Yao believes key beneficiaries include cloud computing providers, AI application developers, hardware solution providers, and firms specializing in ecosystem services and traffic operations.

Du, meanwhile, categorized the AI industry into four key segments: overseas computing power, domestic computing power, applications, and end-user devices. He noted that demand for AI chips is rising across all markets, with investment opportunities emerging in both foreign ASIC chip industries and China’s domestic semiconductor ecosystem.

He also predicted that application-side growth would accelerate first, as open-source models and industry-specific data lower the cost of AI deployment.
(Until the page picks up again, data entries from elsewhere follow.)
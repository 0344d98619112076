use std::sync::Arc;
use serde::Serialize;
use tracing::{info, info_span, Instrument};

use crate::domain::models::cart::CartItem;
use crate::domain::models::order::{NewOrderItem, Order};
use crate::domain::ports::{
    CartRepository, CreatePaymentIntent, LocationRepository, OrderRepository, PaymentGateway,
    ProductRepository, StudentRepository,
};
use crate::domain::services::payment::{with_retry, RetryPolicy};
use crate::domain::services::timezone::{local_day, resolve_timezone};
use crate::error::AppError;

#[derive(Debug, Clone)]
pub struct Customer {
    pub email: String,
    pub name: String,
}

#[derive(Debug, Serialize)]
pub struct CheckoutResult {
    pub order_id: String,
    pub client_secret: Option<String>,
    pub total_amount: i64,
    pub currency: String,
}

pub struct CheckoutService {
    cart_repo: Arc<dyn CartRepository>,
    product_repo: Arc<dyn ProductRepository>,
    location_repo: Arc<dyn LocationRepository>,
    student_repo: Arc<dyn StudentRepository>,
    order_repo: Arc<dyn OrderRepository>,
    gateway: Arc<dyn PaymentGateway>,
    currency: String,
    retry: RetryPolicy,
}

impl CheckoutService {
    #[allow(clippy::too_many_arguments)]
    pub fn new(
        cart_repo: Arc<dyn CartRepository>,
        product_repo: Arc<dyn ProductRepository>,
        location_repo: Arc<dyn LocationRepository>,
        student_repo: Arc<dyn StudentRepository>,
        order_repo: Arc<dyn OrderRepository>,
        gateway: Arc<dyn PaymentGateway>,
        currency: String,
        retry: RetryPolicy,
    ) -> Self {
        Self { cart_repo, product_repo, location_repo, student_repo, order_repo, gateway, currency, retry }
    }

    /// Turns the session's cart into a PENDING order with a payment intent.
    /// The cart is only cleared once the order row exists.
    pub async fn checkout(&self, session_id: &str, customer: Customer) -> Result<CheckoutResult, AppError> {
        let span = info_span!("checkout", session = %session_id);

        async move {
            validate_customer(&customer)?;

            let cart = self.cart_repo.load(session_id).await?
                .filter(|c| !c.is_empty())
                .ok_or_else(|| AppError::Validation("Cart is empty".into()))?;

            let mut items = Vec::with_capacity(cart.items().len());
            for item in cart.items() {
                items.push(self.price_item(item).await?);
            }

            let order_id = Order::new_id();
            let request = CreatePaymentIntent {
                order_id: order_id.clone(),
                amount: items.iter().map(|i| i.price).sum(),
                currency: self.currency.clone(),
                receipt_email: customer.email.clone(),
            };

            // Retrying is safe: the gateway dedupes on the order id.
            let gateway = self.gateway.clone();
            let intent = with_retry(&self.retry, "Payment intent creation", || {
                let gateway = gateway.clone();
                let request = request.clone();
                async move { gateway.create_payment_intent(&request).await }
            })
            .await?;

            let order = Order::new(
                order_id,
                customer.email,
                customer.name,
                self.currency.clone(),
                intent.id.clone(),
                items,
            );
            let order = self.order_repo.create(&order).await?;
            self.cart_repo.delete(session_id).await?;

            info!(
                order_id = %order.id,
                items = order.items.len(),
                total = order.total_amount,
                "Order created"
            );

            Ok(CheckoutResult {
                order_id: order.id,
                client_secret: intent.client_secret,
                total_amount: order.total_amount,
                currency: order.currency,
            })
        }
            .instrument(span)
            .await
    }

    /// Checks a cart line against the catalog and prices it from the product.
    async fn price_item(&self, item: &CartItem) -> Result<NewOrderItem, AppError> {
        let product = self.product_repo.find_by_id(&item.product_id).await?
            .filter(|p| p.is_active)
            .ok_or_else(|| AppError::Validation(format!("Product {} is not available", item.product_id)))?;

        let location = self.location_repo.find_by_id(&item.location_id).await?
            .ok_or_else(|| AppError::Validation(format!("Location {} not found", item.location_id)))?;
        // Camp types belong to templates and are checked when events are expanded.
        if !location.is_active {
            return Err(AppError::LocationUnavailable(format!("{} is not taking bookings", location.name)));
        }

        let tz = resolve_timezone(&location.timezone)?;
        let day = local_day(item.booking_date, &tz);
        if !location.is_open_on(day) {
            return Err(AppError::LocationUnavailable(format!("{} is closed on {}", location.name, day)));
        }

        if self.student_repo.find_by_id(&item.student_id).await?.is_none() {
            return Err(AppError::Validation(format!("Student {} not found", item.student_id)));
        }

        Ok(NewOrderItem {
            product_id: product.id,
            student_id: item.student_id.clone(),
            location_id: location.id,
            booking_date: item.booking_date,
            price: product.price,
        })
    }
}

fn validate_customer(customer: &Customer) -> Result<(), AppError> {
    let email = customer.email.trim();
    let valid_email = email
        .split_once('@')
        .is_some_and(|(local, domain)| !local.is_empty() && domain.contains('.'));
    if !valid_email {
        return Err(AppError::Validation("A valid customer email is required".into()));
    }
    if customer.name.trim().is_empty() {
        return Err(AppError::Validation("Customer name is required".into()));
    }
    Ok(())
}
Consumer adoption, however, may take longer. “If breakthroughs occur in 2025, we could see AI glasses and in-car assistants gain significant traction,” he said.

Is the market overreacting?

Compared to the slower-moving A-share market, Hong Kong’s tech stocks have been on a tear. In February alone, the Hang Seng Index surged 13.4%, the Hang Seng China Enterprises Index gained 14.02%, and the Hang Seng Tech Index soared 17.88%.

This outperformance stands in stark contrast to global markets. Over the same period, the Dow Jones fell 1.6%, the Nasdaq declined 4%, and the S&P 500 dropped 1.4%. The FTSE 100 rose slightly by 1.88%, while Japan’s Nikkei 225 slid 5.97%.

So, is Hong Kong’s rally a rational response to DeepSeek’s impact, or is it just speculative hype?

According to Luo Jiaming, a fund manager at Zhong Ou Asset Management, the surge is primarily driven by tech stocks. “DeepSeek represents a major breakthrough in AI, fundamentally reshaping how investors view China’s technological capabilities,” he said.

Despite the rally, valuations remain reasonable. Data from Wind shows that as of March 5, the Shanghai Composite Index had a price-to-earnings ratio of 14.37, while the CSI A500 Index’s ratio stood at 14.54—both still near historical lows.

With earnings season approaching, investors will soon see whether DeepSeek’s impact is reflected in corporate fundamentals.